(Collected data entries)
····················

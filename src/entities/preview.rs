//! Reference rasterizer: reads the Lottie header, paints a frame-dependent pattern.
//!
//! **Why**: Vector interpretation belongs to an external decoder library. The
//! CLI and tests still need something that validates a Lottie document and
//! produces distinguishable frames at the right size, fps and range.
//!
//! Pattern: background fades red↔green across the frame range, a white bar
//! sweeps left to right. Deterministic per (index, size).

use serde::Deserialize;

use super::frame::BYTES_PER_PIXEL;
use super::traits::{DecoderHandle, Rasterizer};
use crate::error::AssetOpenError;

/// Top-level Lottie fields the player cares about.
#[derive(Debug, Clone, Deserialize)]
pub struct LottieHeader {
    /// Frame rate
    pub fr: f64,
    /// In point (first frame)
    pub ip: f64,
    /// Out point (end bound)
    pub op: f64,
    /// Composition width
    pub w: u32,
    /// Composition height
    pub h: u32,
}

impl LottieHeader {
    pub fn parse(source: &[u8]) -> Result<Self, AssetOpenError> {
        let text = std::str::from_utf8(source).map_err(|_| AssetOpenError::NotUtf8)?;
        let header: LottieHeader =
            serde_json::from_str(text).map_err(|e| AssetOpenError::Rejected(e.to_string()))?;
        if !(header.fr > 0.0) {
            return Err(AssetOpenError::Rejected(format!("invalid frame rate {}", header.fr)));
        }
        if header.op <= header.ip {
            return Err(AssetOpenError::Rejected(format!(
                "empty frame range [{}, {})",
                header.ip, header.op
            )));
        }
        Ok(header)
    }
}

#[derive(Debug, Default, Clone, Copy)]
pub struct PreviewRasterizer;

impl PreviewRasterizer {
    pub fn new() -> Self {
        Self
    }
}

impl Rasterizer for PreviewRasterizer {
    fn open(&self, source: &[u8], cache_key: &str) -> Result<Box<dyn DecoderHandle>, AssetOpenError> {
        let header = LottieHeader::parse(source)?;
        log::debug!(
            "PreviewRasterizer opened {}: {} fps, frames [{}, {}), {}x{}",
            cache_key, header.fr, header.ip, header.op, header.w, header.h
        );
        Ok(Box::new(PreviewHandle {
            fps: header.fr.round().max(1.0) as u32,
            start: header.ip.round() as i32,
            end: header.op.round() as i32,
        }))
    }
}

struct PreviewHandle {
    fps: u32,
    start: i32,
    end: i32,
}

impl DecoderHandle for PreviewHandle {
    fn render_frame(
        &mut self,
        index: i32,
        out: &mut [u8],
        width: usize,
        height: usize,
        bytes_per_row: usize,
    ) -> bool {
        if index < self.start || index >= self.end || out.len() < height * bytes_per_row {
            return false;
        }
        paint_pattern(index - self.start, self.end - self.start, out, width, height, bytes_per_row);
        true
    }

    fn source_fps(&self) -> u32 {
        self.fps
    }

    fn start_frame(&self) -> i32 {
        self.start
    }

    fn end_frame(&self) -> i32 {
        self.end
    }
}

/// Paint frame `offset` of `count` into a BGRA buffer.
pub fn paint_pattern(offset: i32, count: i32, out: &mut [u8], width: usize, height: usize, stride: usize) {
    let t = if count > 1 { offset as f32 / (count - 1) as f32 } else { 0.0 };
    let bg = [128u8, (255.0 * (1.0 - t)) as u8, (255.0 * t) as u8, 255u8];
    let bar_x = ((width.saturating_sub(1)) as f32 * t) as usize;

    for row in out.chunks_mut(stride).take(height) {
        for (x, px) in row[..width * BYTES_PER_PIXEL].chunks_exact_mut(BYTES_PER_PIXEL).enumerate() {
            if x == bar_x {
                px.copy_from_slice(&[255, 255, 255, 255]);
            } else {
                px.copy_from_slice(&bg);
            }
        }
    }
}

····················

* **WORK REQUEST**
What is needed is an exact copy of all the records.

* **WRITTEN SOLUTION**
filename src/entities/preview.rs
//! Reference rasterizer: reads the Lottie header, paints a frame-dependent pattern.
//!
//! **Why**: Vector interpretation belongs to an external decoder library. The
//! CLI and tests still need something that validates a Lottie document and
//! produces distinguishable frames at the right size, fps and range.
//!
//! Pattern: background fades red↔green across the frame range, a white bar
//! sweeps left to right. Deterministic per (index, size).

use serde::Deserialize;

use super::frame::BYTES_PER_PIXEL;
use super::traits::{DecoderHandle, Rasterizer};
use crate::error::AssetOpenError;

/// Top-level Lottie fields the player cares about.
#[derive(Debug, Clone, Deserialize)]
pub struct LottieHeader {
    /// Frame rate
    pub fr: f64,
    /// In point (first frame)
    pub ip: f64,
    /// Out point (end bound)
    pub op: f64,
    /// Composition width
    pub w: u32,
    /// Composition height
    pub h: u32,
}

impl LottieHeader {
    pub fn parse(source: &[u8]) -> Result<Self, AssetOpenError> {
        let text = std::str::from_utf8(source).map_err(|_| AssetOpenError::NotUtf8)?;
        let header: LottieHeader =
            serde_json::from_str(text).map_err(|e| AssetOpenError::Rejected(e.to_string()))?;
        if !(header.fr > 0.0) {
            return Err(AssetOpenError::Rejected(format!("invalid frame rate {}", header.fr)));
        }
        if header.op <= header.ip {
            return Err(AssetOpenError::Rejected(format!(
                "empty frame range [{}, {})",
                header.ip, header.op
            )));
        }
        Ok(header)
    }
}

#[derive(Debug, Default, Clone, Copy)]
pub struct PreviewRasterizer;

impl PreviewRasterizer {
    pub fn new() -> Self {
        Self
    }
}

impl Rasterizer for PreviewRasterizer {
    fn open(&self, source: &[u8], cache_key: &str) -> Result<Box<dyn DecoderHandle>, AssetOpenError> {
        let header = LottieHeader::parse(source)?;
        log::debug!(
            "PreviewRasterizer opened {}: {} fps, frames [{}, {}), {}x{}",
            cache_key, header.fr, header.ip, header.op, header.w, header.h
        );
        Ok(Box::new(PreviewHandle {
            fps: header.fr.round().max(1.0) as u32,
            start: header.ip.round() as i32,
            end: header.op.round() as i32,
        }))
    }
}

struct PreviewHandle {
    fps: u32,
    start: i32,
    end: i32,
}

impl DecoderHandle for PreviewHandle {
    fn render_frame(
        &mut self,
        index: i32,
        out: &mut [u8],
        width: usize,
        height: usize,
        bytes_per_row: usize,
    ) -> bool {
        if index < self.start || index >= self.end || out.len() < height * bytes_per_row {
            return false;
        }
        paint_pattern(index - self.start, self.end - self.start, out, width, height, bytes_per_row);
        true
    }

    fn source_fps(&self) -> u32 {
        self.fps
    }

    fn start_frame(&self) -> i32 {
        self.start
    }

    fn end_frame(&self) -> i32 {
        self.end
    }
}

/// Paint frame `offset` of `count` into a BGRA buffer.
pub fn paint_pattern(offset: i32, count: i32, out: &mut [u8], width: usize, height: usize, stride: usize) {
    let t = if count > 1 { offset as f32 / (count - 1) as f32 } else { 0.0 };
    let bg = [128u8, (255.0 * (1.0 - t)) as u8, (255.0 * t) as u8, 255u8];
    let bar_x = ((width.saturating_sub(1)) as f32 * t) as usize;

    for row in out.chunks_mut(stride).take(height) {
        for (x, px) in row[..width * BYTES_PER_PIXEL].chunks_exact_mut(BYTES_PER_PIXEL).enumerate() {
            if x == bar_x {
                px.copy_from_slice(&[255, 255, 255, 255]);
            } else {
                px.copy_from_slice(&bg);
            }
        }
    }
}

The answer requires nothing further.